Substandard/counterfeit/falsified medical products are those that quality, safety or effectiveness is in doubt. This can happen for a variety of reasons, which can be either unintentional or deliberate.
Factors that bring quality, safety and efficacy into question include poor active and inactive components, inappropriate manufacturing practices, inadequate packaging, transportation and storage, as well as deterioration in product quality.
Products and their markings may be deliberately falsified. This falsified product violates the trademark and is intentionally confusing.
Despite the many factors that can make the quality, safety and effectiveness of medical products doubtful, the inadequate capacity of national drug regulatory authorities is the root cause of improper medicaions entering pharmacies.
Building such an option is the best solution. The WHO has being going to follow this way.
To solve this problem in developing countries, the WHO uses the same approach that rich countries have successfully used to protect their populations. It consists in strict regulatory control of drugs entering the pharmacies, ensuring strict adherence to quality standards. Thorough pharmacovigilance is one more aspect in achieving this goal. There is no reason for a double standard.
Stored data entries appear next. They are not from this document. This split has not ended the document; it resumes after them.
impl ExecutionRouter {
    /// Wire a router over the shared order table.
    #[must_use]
    pub fn new(
        store: Arc<OrderStore>,
        recorder: Arc<FillRecorder>,
        validator: RiskValidator,
        accounts: Arc<dyn AccountDataPort>,
        venues: Arc<VenueRegistry>,
        venue_timeout: Duration,
        duplicate_window_secs: i64,
    ) -> Self {
        Self {
            store,
            recorder,
            validator,
            accounts,
            venues,
            venue_timeout,
            duplicate_window_secs,
        }
    }

    /// Run the risk validator for an order draft without persisting
    /// anything.
    pub async fn risk_check(&self, order: &Order) -> RiskCheckResult {
        let mut ctx = self.accounts.account_context().await;
        ctx.recent_orders = self
            .store
            .recent_orders(self.duplicate_window_secs, Some(order.id()))
            .await;
        self.validator.check(order, &ctx)
    }

    /// Risk-gate and route a pending order to a venue.
    ///
    /// On a risk failure the result is returned to the caller and the
    /// order does not transition. On venue timeout the order stays
    /// `Pending` and the reconcile loop is the recovery path.
    ///
    /// # Errors
    ///
    /// Returns `NoAvailableVenue` when no connected connector takes the
    /// symbol, `VenueTimeout`/`Venue` for venue failures, and order-state
    /// errors when the order is not routable.
    pub async fn submit_order(&self, order_id: OrderId) -> Result<SubmitOutcome, RouterError> {
        // Assemble the account view before taking the order's exclusive
        // section; the recent-order sweep visits every order in the table.
        let mut ctx = self.accounts.account_context().await;
        ctx.recent_orders = self
            .store
            .recent_orders(self.duplicate_window_secs, Some(order_id))
            .await;

        let mut order = self
            .store
            .lock(order_id)
            .await
            .ok_or(RouterError::OrderNotFound(order_id))?;

        if order.status() != OrderStatus::Pending {
            return Err(RouterError::Order(OrderError::InvalidStateTransition {
                from: order.status(),
                to: OrderStatus::Submitted,
                reason: "Only pending orders can be routed".to_string(),
            }));
        }

        let result = self.validator.check(&order, &ctx);
        order.set_risk_result(result.passed, result.summary());

        if !result.passed {
            tracing::warn!(
                order_id = %order_id,
                errors = result.errors.len(),
                "Risk gate failed, order stays pending"
            );
            return Ok(SubmitOutcome::RiskRejected {
                order: order.clone(),
                result,
            });
        }

        let connector =
            self.venues
                .route(order.symbol())
                .ok_or_else(|| RouterError::NoAvailableVenue {
                    symbol: order.symbol().clone(),
                })?;

        let request = VenueSubmitRequest {
            order_id,
            symbol: order.symbol().clone(),
            side: order.side(),
            order_type: *order.order_type(),
            quantity: order.quantity(),
            time_in_force: order.time_in_force(),
            expire_time: order.expire_time(),
            priority: order.priority(),
        };

        tracing::info!(
            order_id = %order_id,
            venue = %connector.venue_name(),
            symbol = %request.symbol,
            side = %request.side,
            quantity = %request.quantity,
            "Submitting order to venue"
        );

        let venue_order_id = match timeout(self.venue_timeout, connector.submit(&request)).await {
            Ok(Ok(venue_order_id)) => venue_order_id,
            Ok(Err(e)) => {
                tracing::warn!(order_id = %order_id, error = %e, "Venue submit failed");
                return Err(RouterError::Venue(e));
            }
            Err(_) => {
                tracing::warn!(
                    order_id = %order_id,
                    venue = %connector.venue_name(),
                    "Venue submit timed out, order stays pending until reconciled"
                );
                return Err(RouterError::VenueTimeout {
                    venue: connector.venue_name().to_string(),
                    secs: self.venue_timeout.as_secs(),
                });
            }
        };

        order.mark_submitted(venue_order_id)?;

        // Immediate-or-cancel styles resolve on the spot rather than rest.
        if order.time_in_force().is_immediate() {
            let mut report = ReconcileReport::default();
            self.sync_locked(&mut order, &connector, &mut report).await;
        }

        Ok(SubmitOutcome::Submitted(order.clone()))
    }

    /// Cancel an order, at the venue when it has been routed.
    ///
    /// # Errors
    ///
    /// Returns `OrderNotEditable` when the order is not active, and venue
    /// errors when the venue refuses the cancel.
    pub async fn cancel_order(&self, order_id: OrderId) -> Result<Order, RouterError> {
        let mut order = self
            .store
            .lock(order_id)
            .await
            .ok_or(RouterError::OrderNotFound(order_id))?;

        if !order.is_active() {
            return Err(RouterError::Order(OrderError::OrderNotEditable {
                status: order.status(),
            }));
        }

        // Not yet at a venue: cancel locally.
        let Some(venue_order_id) = order.venue_order_id().cloned() else {
            order.cancel()?;
            tracing::info!(order_id = %order_id, "Pending order cancelled locally");
            return Ok(order.clone());
        };

        let connector =
            self.venues
                .route(order.symbol())
                .ok_or_else(|| RouterError::NoAvailableVenue {
                    symbol: order.symbol().clone(),
                })?;

        match timeout(self.venue_timeout, connector.cancel(&venue_order_id)).await {
            Ok(Ok(())) => {
                order.cancel()?;
                tracing::info!(
                    order_id = %order_id,
                    venue = %connector.venue_name(),
                    "Order cancelled on venue ack"
                );
                Ok(order.clone())
            }
            Ok(Err(e)) => {
                tracing::warn!(order_id = %order_id, error = %e, "Venue cancel failed");
                Err(RouterError::Venue(e))
            }
            Err(_) => Err(RouterError::VenueTimeout {
                venue: connector.venue_name().to_string(),
                secs: self.venue_timeout.as_secs(),
            }),
        }
    }

    /// Poll venue state for every active order and absorb discrepancies.
    ///
    /// This is how external fills become internal fills when a venue does
    /// not push events, and how due GTD orders expire.
    pub async fn reconcile(&self) -> ReconcileReport {
        let mut report = ReconcileReport::default();
        let active = self.store.active_order_ids().await;

        for order_id in active {
            let Some(mut order) = self.store.lock(order_id).await else {
                continue;
            };
            report.orders_checked += 1;

            if order.is_expiry_due() {
                self.expire_locked(&mut order, &mut report).await;
                continue;
            }

            if order.venue_order_id().is_none() || !order.status().is_working() {
                continue;
            }

            let Some(connector) = self.venues.route(order.symbol()) else {
                report
                    .errors
                    .push(format!("order {order_id}: no available venue to poll"));
                continue;
            };

            self.sync_locked(&mut order, &connector, &mut report).await;
        }

        if report.fills_recorded > 0 || !report.errors.is_empty() {
            tracing::info!(
                orders_checked = report.orders_checked,
                fills_recorded = report.fills_recorded,
                errors = report.errors.len(),
                "Reconcile pass complete"
            );
        }

        report
    }

    /// Expire a due GTD order, cancelling at the venue best-effort.
    async fn expire_locked(&self, order: &mut Order, report: &mut ReconcileReport) {
        if let Some(venue_order_id) = order.venue_order_id().cloned() {
            if let Some(connector) = self.venues.route(order.symbol()) {
                if let Ok(Err(e)) =
                    timeout(self.venue_timeout, connector.cancel(&venue_order_id)).await
                {
                    tracing::warn!(order_id = %order.id(), error = %e, "Venue cancel on expiry failed");
                }
            }
        }
        match order.expire() {
            Ok(()) => {
                report.orders_expired += 1;
                tracing::info!(order_id = %order.id(), "GTD order expired");
            }
            Err(e) => report.errors.push(format!("order {}: {e}", order.id())),
        }
    }

    /// Query the venue for one locked order and apply the snapshot.
    async fn sync_locked(
        &self,
        order: &mut Order,
        connector: &Arc<dyn VenueConnector>,
        report: &mut ReconcileReport,
    ) {
        let Some(venue_order_id) = order.venue_order_id().cloned() else {
            return;
        };

        let snapshot = match timeout(
            self.venue_timeout,
            connector.query_status(&venue_order_id),
        )
        .await
        {
            Ok(Ok(snapshot)) => snapshot,
            Ok(Err(e)) => {
                report
                    .errors
                    .push(format!("order {}: query_status failed: {e}", order.id()));
                return;
            }
            Err(_) => {
                report
                    .errors
                    .push(format!("order {}: query_status timed out", order.id()));
                return;
            }
        };

        self.apply_snapshot(order, &snapshot, report);
    }

    /// Fold a venue snapshot into the order: new fills first, then status.
    fn apply_snapshot(
        &self,
        order: &mut Order,
        snapshot: &VenueOrderSnapshot,
        report: &mut ReconcileReport,
    ) {
        // Venue acknowledgment comes before any fill can apply.
        if order.status() == OrderStatus::Submitted
            && !matches!(snapshot.status, VenueOrderStatus::Rejected)
        {
            match order.mark_accepted() {
                Ok(()) => report.orders_accepted += 1,
                Err(e) => {
                    report.errors.push(format!("order {}: {e}", order.id()));
                    return;
                }
            }
        }

        for venue_fill in &snapshot.fills {
            if order.fill_state().has_external_fill(&venue_fill.external_fill_id) {
                continue;
            }
            match self.recorder.ingest_into(order, venue_fill) {
                Ok(outcome) => {
                    report.fills_recorded += 1;
                    if outcome.order_status == OrderStatus::Filled {
                        report.orders_filled += 1;
                    }
                }
                Err(RecorderError::IntegrityViolation { order_id, details }) => {
                    // Fatal for this order; surface loudly and stop folding.
                    report
                        .errors
                        .push(format!("order {order_id}: integrity violation: {details}"));
                    return;
                }
                Err(e) => {
                    report.errors.push(format!("order {}: {e}", order.id()));
                }
            }
        }

        match snapshot.status {
            VenueOrderStatus::Accepted
            | VenueOrderStatus::PartiallyFilled
            | VenueOrderStatus::Filled => {}
            VenueOrderStatus::Cancelled => {
                // IOC leftovers and venue-side cancels land here.
                if order.status().is_active() {
                    match order.cancel() {
                        Ok(()) => {
                            report.orders_cancelled += 1;
                            tracing::info!(
                                order_id = %order.id(),
                                tif = %order.time_in_force(),
                                "Order cancelled from venue state"
                            );
                        }
                        Err(e) => report.errors.push(format!("order {}: {e}", order.id())),
                    }
                }
            }
            VenueOrderStatus::Rejected => {
                if !order.status().is_terminal() {
                    let reason = snapshot
                        .reject_reason
                        .clone()
                        .unwrap_or_else(|| "rejected by venue".to_string());
                    match order.reject(reason) {
                        Ok(()) => {
                            report.orders_rejected += 1;
                            tracing::warn!(
                                order_id = %order.id(),
                                tif = %order.time_in_force(),
                                "Order rejected from venue state"
                            );
                        }
                        Err(e) => report.errors.push(format!("order {}: {e}", order.id())),
                    }
                }
            }
            VenueOrderStatus::Expired => {
                if !order.status().is_terminal() {
                    match order.expire() {
                        Ok(()) => report.orders_expired += 1,
                        Err(e) => report.errors.push(format!("order {}: {e}", order.id())),
                    }
                }
            }
        }

        // A venue that reports Filled while our fills disagree is a
        // discrepancy worth surfacing, not silently correcting.
        if snapshot.status == VenueOrderStatus::Filled
            && order.status() != OrderStatus::Filled
        {
            report.errors.push(format!(
                "order {}: venue reports FILLED but local fills cover {} of {}",
                order.id(),
                order.filled_quantity(),
                order.quantity()
            ));
        }
    }
}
Any drug, good, useless or harmful, may be sold in a country where there are no relevant laws and regulations, administrative procedures for drug registration, quality laboratories, and the potential to enforce these laws.
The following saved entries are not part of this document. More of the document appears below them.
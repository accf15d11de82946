//! Fill recorder.
//!
//! The only ingestion path for execution reports, whether they arrive from
//! the reconcile poll or a push-style venue feed. Idempotent on the
//! venue-assigned fill id.

use std::sync::Arc;

use crate::application::ports::ExecutionReport;
use crate::domain::orders::aggregate::Order;
use crate::domain::orders::errors::OrderError;
use crate::domain::orders::value_objects::{Fill, OrderStatus};
use crate::domain::shared::{OrderId, Timestamp};
use crate::execution::store::OrderStore;

/// Errors from execution-report ingestion.
#[derive(Debug, thiserror::Error)]
pub enum RecorderError {
    /// The report failed validation; caller-fixable, no retry.
    #[error("Invalid execution report, field '{field}': {message}")]
    InvalidExecutionReport {
        /// Offending field.
        field: String,
        /// Error message.
        message: String,
    },

    /// Target order does not exist.
    #[error("Order not found: {0}")]
    OrderNotFound(OrderId),

    /// The order rejected the fill (wrong state or overfill).
    #[error(transparent)]
    Order(#[from] OrderError),

    /// Filled quantity diverged from the sum of recorded fills.
    ///
    /// This invariant is fatal; it indicates corrupted state rather than
    /// a caller mistake.
    #[error("Fill integrity violated for order {order_id}: {details}")]
    IntegrityViolation {
        /// Order id.
        order_id: OrderId,
        /// State description.
        details: String,
    },
}

/// Outcome of ingesting one execution report.
#[derive(Debug, Clone)]
pub struct IngestOutcome {
    /// The recorded fill (the pre-existing one on duplicates).
    pub fill: Fill,
    /// Order status after ingestion.
    pub order_status: OrderStatus,
    /// True when the report was a duplicate and nothing changed.
    pub duplicate: bool,
}

/// Ingests execution reports into immutable fills and order aggregates.
pub struct FillRecorder {
    store: Arc<OrderStore>,
}

impl FillRecorder {
    /// Create a recorder over the given order table.
    #[must_use]
    pub const fn new(store: Arc<OrderStore>) -> Self {
        Self { store }
    }

    /// Ingest one execution report for an order.
    ///
    /// Duplicate reports (same `external_fill_id`) are logged and ignored;
    /// the existing fill is returned so callers see the correct state.
    ///
    /// # Errors
    ///
    /// Returns `InvalidExecutionReport` for malformed reports,
    /// `OrderNotFound` for unknown orders, the order's own error when the
    /// fill is not applicable, and `IntegrityViolation` when the
    /// filled-quantity invariant breaks.
    pub async fn ingest(
        &self,
        order_id: OrderId,
        report: &ExecutionReport,
    ) -> Result<IngestOutcome, RecorderError> {
        let mut order = self
            .store
            .lock(order_id)
            .await
            .ok_or(RecorderError::OrderNotFound(order_id))?;
        self.ingest_into(&mut order, report)
    }

    /// Ingest a report into an order the caller has already locked.
    ///
    /// Used by the reconcile path, which holds the order's exclusive
    /// section across the venue query and the resulting mutations.
    ///
    /// # Errors
    ///
    /// Same contract as [`FillRecorder::ingest`].
    pub fn ingest_into(
        &self,
        order: &mut Order,
        report: &ExecutionReport,
    ) -> Result<IngestOutcome, RecorderError> {
        validate_report(report)?;
        let order_id = order.id();

        if let Some(existing) = order.fill_state().find_by_external_id(&report.external_fill_id) {
            tracing::warn!(
                order_id = %order_id,
                external_fill_id = %report.external_fill_id,
                "DuplicateFillIgnored: execution report already recorded"
            );
            return Ok(IngestOutcome {
                fill: existing.clone(),
                order_status: order.status(),
                duplicate: true,
            });
        }

        let fill = Fill::new(
            self.store.allocate_fill_id(),
            order_id,
            report.quantity,
            report.price,
            report.fill_time,
        )
        .with_external_id(report.external_fill_id.clone())
        .with_commission(report.commission, report.commission_asset.clone())
        .with_liquidity(report.liquidity);
        let fill = match &report.counterparty {
            Some(counterparty) => fill.with_counterparty(counterparty.clone()),
            None => fill,
        };

        order.record_fill(fill.clone())?;

        if !order.fill_state().verify_integrity() {
            tracing::error!(
                order_id = %order_id,
                filled = %order.filled_quantity(),
                "Fill integrity alarm: filled quantity diverged from recorded fills"
            );
            return Err(RecorderError::IntegrityViolation {
                order_id,
                details: format!(
                    "filled={}, fills={}",
                    order.filled_quantity(),
                    order.fill_state().fills().len()
                ),
            });
        }

        tracing::info!(
            order_id = %order_id,
            external_fill_id = %report.external_fill_id,
            quantity = %report.quantity,
            price = %report.price,
            status = %order.status(),
            "Fill recorded"
        );

        Ok(IngestOutcome {
            fill,
            order_status: order.status(),
            duplicate: false,
        })
    }
}

fn validate_report(report: &ExecutionReport) -> Result<(), RecorderError> {
    if !report.quantity.is_positive() {
        return Err(RecorderError::InvalidExecutionReport {
            field: "quantity".to_string(),
            message: "Fill quantity must be positive".to_string(),
        });
    }
    if !report.price.is_positive() {
        return Err(RecorderError::InvalidExecutionReport {
            field: "price".to_string(),
            message: "Fill price must be positive".to_string(),
        });
    }
    if report.commission.is_negative() {
        return Err(RecorderError::InvalidExecutionReport {
            field: "commission".to_string(),
            message: "Commission cannot be negative".to_string(),
        });
    }
    if report.fill_time > Timestamp::now() {
        return Err(RecorderError::InvalidExecutionReport {
            field: "fill_time".to_string(),
            message: "Fill time cannot be in the future".to_string(),
        });
    }
    Ok(())
}

#[cfg(test)]
mod tests {
    use super::*;
    use crate::domain::orders::aggregate::CreateOrderCommand;
    use crate::domain::orders::value_objects::{LiquidityType, OrderSide, OrderType};
    use crate::domain::shared::{Money, Quantity, Symbol, VenueOrderId};

    fn make_report(external_id: &str, qty: i64, price: f64) -> ExecutionReport {
        ExecutionReport {
            external_fill_id: external_id.to_string(),
            quantity: Quantity::from_i64(qty),
            price: Money::from_f64(price),
            commission: Money::from_f64(0.10),
            commission_asset: Some("USD".to_string()),
            liquidity: LiquidityType::Taker,
            counterparty: None,
            fill_time: Timestamp::now(),
        }
    }

    async fn routed_order(store: &Arc<OrderStore>, quantity: i64) -> OrderId {
        let cmd = CreateOrderCommand::new(
            Symbol::new("NASDAQ:AAPL"),
            OrderSide::Buy,
            OrderType::Limit {
                price: Money::from_f64(100.0),
            },
            Quantity::from_i64(quantity),
        );
        let order = store.create(cmd).unwrap();
        let id = order.id();

        let mut guard = store.lock(id).await.unwrap();
        guard.set_risk_result(true, "");
        guard.mark_submitted(VenueOrderId::new("v-1")).unwrap();
        guard.mark_accepted().unwrap();
        id
    }

    #[tokio::test]
    async fn ingest_records_fill_and_updates_order() {
        let store = Arc::new(OrderStore::new());
        let recorder = FillRecorder::new(Arc::clone(&store));
        let order_id = routed_order(&store, 10).await;

        let outcome = recorder
            .ingest(order_id, &make_report("x-1", 4, 99.0))
            .await
            .unwrap();

        assert!(!outcome.duplicate);
        assert_eq!(outcome.order_status, OrderStatus::PartiallyFilled);

        let order = store.get(order_id).await.unwrap();
        assert_eq!(order.filled_quantity(), Quantity::from_i64(4));
        assert_eq!(order.commission(), Money::from_f64(0.10));
    }

    #[tokio::test]
    async fn duplicate_report_is_ignored_idempotently() {
        let store = Arc::new(OrderStore::new());
        let recorder = FillRecorder::new(Arc::clone(&store));
        let order_id = routed_order(&store, 10).await;
        let report = make_report("x-1", 4, 99.0);

        let first = recorder.ingest(order_id, &report).await.unwrap();
        let second = recorder.ingest(order_id, &report).await.unwrap();

        assert!(!first.duplicate);
        assert!(second.duplicate);
        assert_eq!(second.fill.id, first.fill.id);

        let order = store.get(order_id).await.unwrap();
        // Exactly one fill and one increment.
        assert_eq!(order.fill_state().fills().len(), 1);
        assert_eq!(order.filled_quantity(), Quantity::from_i64(4));
    }

    #[tokio::test]
    async fn zero_quantity_report_rejected() {
        let store = Arc::new(OrderStore::new());
        let recorder = FillRecorder::new(Arc::clone(&store));
        let order_id = routed_order(&store, 10).await;

        let err = recorder
            .ingest(order_id, &make_report("x-1", 0, 99.0))
            .await
            .unwrap_err();
        assert!(matches!(
            err,
            RecorderError::InvalidExecutionReport { ref field, .. } if field == "quantity"
        ));
    }

    #[tokio::test]
    async fn negative_price_report_rejected() {
        let store = Arc::new(OrderStore::new());
        let recorder = FillRecorder::new(Arc::clone(&store));
        let order_id = routed_order(&store, 10).await;

        let err = recorder
            .ingest(order_id, &make_report("x-1", 4, -1.0))
            .await
            .unwrap_err();
        assert!(matches!(
            err,
            RecorderError::InvalidExecutionReport { ref field, .. } if field == "price"
        ));
    }

    #[tokio::test]
    async fn unknown_order_rejected() {
        let store = Arc::new(OrderStore::new());
        let recorder = FillRecorder::new(Arc::clone(&store));

        let err = recorder
            .ingest(OrderId::new(999), &make_report("x-1", 4, 99.0))
            .await
            .unwrap_err();
        assert!(matches!(err, RecorderError::OrderNotFound(_)));
    }

    #[tokio::test]
    async fn overfill_propagates_order_error() {
        let store = Arc::new(OrderStore::new());
        let recorder = FillRecorder::new(Arc::clone(&store));
        let order_id = routed_order(&store, 10).await;

        let err = recorder
            .ingest(order_id, &make_report("x-1", 11, 99.0))
            .await
            .unwrap_err();
        assert!(matches!(err, RecorderError::Order(OrderError::OverFill { .. })));
    }

    #[tokio::test]
    async fn fills_complete_the_order() {
        let store = Arc::new(OrderStore::new());
        let recorder = FillRecorder::new(Arc::clone(&store));
        let order_id = routed_order(&store, 10).await;

        recorder
            .ingest(order_id, &make_report("x-1", 4, 99.0))
            .await
            .unwrap();
        let outcome = recorder
            .ingest(order_id, &make_report("x-2", 6, 101.0))
            .await
            .unwrap();

        assert_eq!(outcome.order_status, OrderStatus::Filled);
        let order = store.get(order_id).await.unwrap();
        assert_eq!(order.avg_fill_price(), Money::from_f64(100.2));
        assert!(order.filled_at().is_some());
    }
}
Strengthening drug regulatory capacity is the best way to stop the sale of counterfeit drugs. The WHO is not interested in expanding enforcement of intellectual property rights or introducing stricter rules for this.
WHO does not just maintain the idea of selling generic drugs. It is energetically promoting them, either through the guidelines for conducting bioequivalence studies, or a prequalification program.
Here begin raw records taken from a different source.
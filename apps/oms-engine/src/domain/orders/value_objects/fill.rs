//! Immutable fill records.

use serde::{Deserialize, Serialize};
use uuid::Uuid;

use crate::domain::shared::{FillId, Money, OrderId, Quantity, Timestamp};

/// A single execution against an order.
///
/// Fills are created once by the fill recorder and never mutated or
/// deleted; the owning order's aggregates are recomputed instead.
#[derive(Debug, Clone, PartialEq, Eq, Serialize, Deserialize)]
pub struct Fill {
    /// Internal monotonic fill id.
    pub id: FillId,
    /// External-safe reference.
    pub uuid: Uuid,
    /// Venue-reported fill id, used for duplicate detection.
    pub external_fill_id: Option<String>,
    /// Owning order.
    pub order_id: OrderId,
    /// Quantity executed.
    pub quantity: Quantity,
    /// Execution price.
    pub price: Money,
    /// Commission charged for this fill.
    pub commission: Money,
    /// Asset the commission is denominated in.
    pub commission_asset: Option<String>,
    /// Whether the fill added or removed liquidity.
    pub liquidity: LiquidityType,
    /// Counterparty, when the venue discloses one.
    pub counterparty: Option<String>,
    /// Venue-reported execution time.
    pub fill_time: Timestamp,
    /// Ingestion time; never earlier than `fill_time`.
    pub created_at: Timestamp,
}

impl Fill {
    /// Create a new fill record.
    #[must_use]
    pub fn new(
        id: FillId,
        order_id: OrderId,
        quantity: Quantity,
        price: Money,
        fill_time: Timestamp,
    ) -> Self {
        Self {
            id,
            uuid: Uuid::new_v4(),
            external_fill_id: None,
            order_id,
            quantity,
            price,
            commission: Money::ZERO,
            commission_asset: None,
            liquidity: LiquidityType::Unknown,
            counterparty: None,
            fill_time,
            created_at: Timestamp::now(),
        }
    }

    /// Attach the venue-reported fill id.
    #[must_use]
    pub fn with_external_id(mut self, external_fill_id: impl Into<String>) -> Self {
        self.external_fill_id = Some(external_fill_id.into());
        self
    }

    /// Attach commission details.
    #[must_use]
    pub fn with_commission(mut self, commission: Money, asset: Option<String>) -> Self {
        self.commission = commission;
        self.commission_asset = asset;
        self
    }

    /// Attach the liquidity indicator.
    #[must_use]
    pub const fn with_liquidity(mut self, liquidity: LiquidityType) -> Self {
        self.liquidity = liquidity;
        self
    }

    /// Attach the counterparty.
    #[must_use]
    pub fn with_counterparty(mut self, counterparty: impl Into<String>) -> Self {
        self.counterparty = Some(counterparty.into());
        self
    }

    /// Notional value of this fill: quantity x price.
    #[must_use]
    pub fn value(&self) -> Money {
        Money::new(self.price.amount() * self.quantity.amount())
    }
}

/// Liquidity classification for fills.
#[derive(Debug, Clone, Copy, PartialEq, Eq, Hash, Serialize, Deserialize)]
#[serde(rename_all = "SCREAMING_SNAKE_CASE")]
pub enum LiquidityType {
    /// Added liquidity.
    Maker,
    /// Removed liquidity.
    Taker,
    /// Venue did not report liquidity.
    Unknown,
}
Generic drugs have numerous public health benefits. In the context of improving access to medications, price and quality are inextricably interrelated.
Generic drugs are significantly cheaper than brand-name drugs, and competition between generic manufacturers contributes to further price decrease.
Generics are cost savings. Affordable price promotes proper patient compliance with medical prescriptions, which improves the results of its treatment and also protects against the drug resistance occurance.
Conclusions
- WHO plans the appropriate structures bear responsibility for protecting people from useless or harmful drugs – national drug regulatory authorities.
- WHO promotes generic drugs and opposes the creation of barriers to the production and international trade of generic drugs that meet WHO standards.
- WHO is ready to be guided by the results of discussions and recommendations.